→ **INSTRUCTIONS FOR THE TASK**
Exactly reproduce the lines beginning with the line that includes "use std::future::Future;" and ending with the last line of the data.

--- --- ---

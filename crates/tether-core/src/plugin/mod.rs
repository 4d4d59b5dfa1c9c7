//! Plugin runtime.
//!
//! A [`Plugin`] is the subordinate side of the framework. It serves its
//! registered functions and message handlers on an ephemeral loopback port,
//! registers with the host named in its launch environment, keeps the link
//! alive with heartbeats and reconnects on its own when the host goes away.
//!
//! A plugin executable usually ends with [`Plugin::run_cli`], which also
//! answers the host's metadata query:
//!
//! ```no_run
//! use tether_core::{Parameter, Plugin, PluginConfig};
//!
//! #[tokio::main]
//! async fn main() -> std::process::ExitCode {
//!     let plugin = Plugin::new(PluginConfig::new("Echo", "1.0.0", "Echoes text"));
//!     plugin.register_function("Echo", |_ctx, params: Vec<Parameter>| async move {
//!         let text = params.into_iter().next().unwrap_or_default().value;
//!         Ok(Parameter::string("echo", text))
//!     });
//!     plugin.run_cli().await
//! }
//! ```

mod link;
mod service;
mod state;

pub use state::MessageHandler;

use crate::cancel::CancellationToken;
use crate::config::{EnvConfig, PluginConfig, TimeoutConfig};
use crate::error::{Result, TetherError};
use crate::functions::{CallContext, Callable, FunctionTable};
use crate::ipc::IpcServer;
use crate::registry::PluginStatus;
use crate::rpc::{
    metadata, CallRequest, CallResponse, HostClient, LogLevel, LogRequest, MessageRequest,
    Parameter, PluginDescriptor,
};
use chrono::Utc;
use service::PluginService;
use state::{lock, write_handlers, MessageHandlers, PluginState};
use std::future::Future;
use std::io::Write;
use std::process::ExitCode;
use std::sync::atomic::AtomicU64;
use std::sync::{Arc, Mutex, RwLock};
use tokio::task::JoinSet;
use tracing::{debug, error, info, warn};

/// Values the host injects into a plugin process it launches.
#[derive(Debug, Clone, Default, PartialEq, Eq)]
pub struct PluginEnvironment {
    pub plugin_id: Option<String>,
    pub host_address: Option<String>,
    pub launch_token: Option<String>,
}

impl PluginEnvironment {
    /// Read the launch contract variables. Empty values count as absent.
    pub fn from_env() -> Self {
        let var = |name: &str| std::env::var(name).ok().filter(|v| !v.is_empty());
        Self {
            plugin_id: var(EnvConfig::PLUGIN_ID),
            host_address: var(EnvConfig::HOST_ADDRESS),
            launch_token: var(EnvConfig::LAUNCH_TOKEN),
        }
    }
}

/// Handle to a plugin runtime. Cheap to clone; all clones share one plugin.
#[derive(Clone)]
pub struct Plugin {
    state: Arc<PluginState>,
}

/// Non-owning handle for functions that call back into their own plugin.
#[derive(Clone, Debug)]
pub struct WeakPlugin {
    state: std::sync::Weak<PluginState>,
}

impl WeakPlugin {
    pub fn upgrade(&self) -> Option<Plugin> {
        self.state.upgrade().map(|state| Plugin { state })
    }
}

impl std::fmt::Debug for Plugin {
    fn fmt(&self, f: &mut std::fmt::Formatter<'_>) -> std::fmt::Result {
        f.debug_struct("Plugin")
            .field("id", &self.state.id)
            .field("host_address", &self.state.host_address)
            .field("status", &self.state.status())
            .finish()
    }
}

--- --- ---

→ **RESPONSE TO THIS EXERCISE**
use std::future::Future;
use std::io::Write;
use std::process::ExitCode;
use std::sync::atomic::AtomicU64;
use std::sync::{Arc, Mutex, RwLock};
use tokio::task::JoinSet;
use tracing::{debug, error, info, warn};

/// Values the host injects into a plugin process it launches.
#[derive(Debug, Clone, Default, PartialEq, Eq)]
pub struct PluginEnvironment {
    pub plugin_id: Option<String>,
    pub host_address: Option<String>,
    pub launch_token: Option<String>,
}

impl PluginEnvironment {
    /// Read the launch contract variables. Empty values count as absent.
    pub fn from_env() -> Self {
        let var = |name: &str| std::env::var(name).ok().filter(|v| !v.is_empty());
        Self {
            plugin_id: var(EnvConfig::PLUGIN_ID),
            host_address: var(EnvConfig::HOST_ADDRESS),
            launch_token: var(EnvConfig::LAUNCH_TOKEN),
        }
    }
}

/// Handle to a plugin runtime. Cheap to clone; all clones share one plugin.
#[derive(Clone)]
pub struct Plugin {
    state: Arc<PluginState>,
}

/// Non-owning handle for functions that call back into their own plugin.
#[derive(Clone, Debug)]
pub struct WeakPlugin {
    state: std::sync::Weak<PluginState>,
}

impl WeakPlugin {
    pub fn upgrade(&self) -> Option<Plugin> {
        self.state.upgrade().map(|state| Plugin { state })
    }
}

impl std::fmt::Debug for Plugin {
    fn fmt(&self, f: &mut std::fmt::Formatter<'_>) -> std::fmt::Result {
        f.debug_struct("Plugin")
            .field("id", &self.state.id)
            .field("host_address", &self.state.host_address)
            .field("status", &self.state.status())
            .finish()
    }
}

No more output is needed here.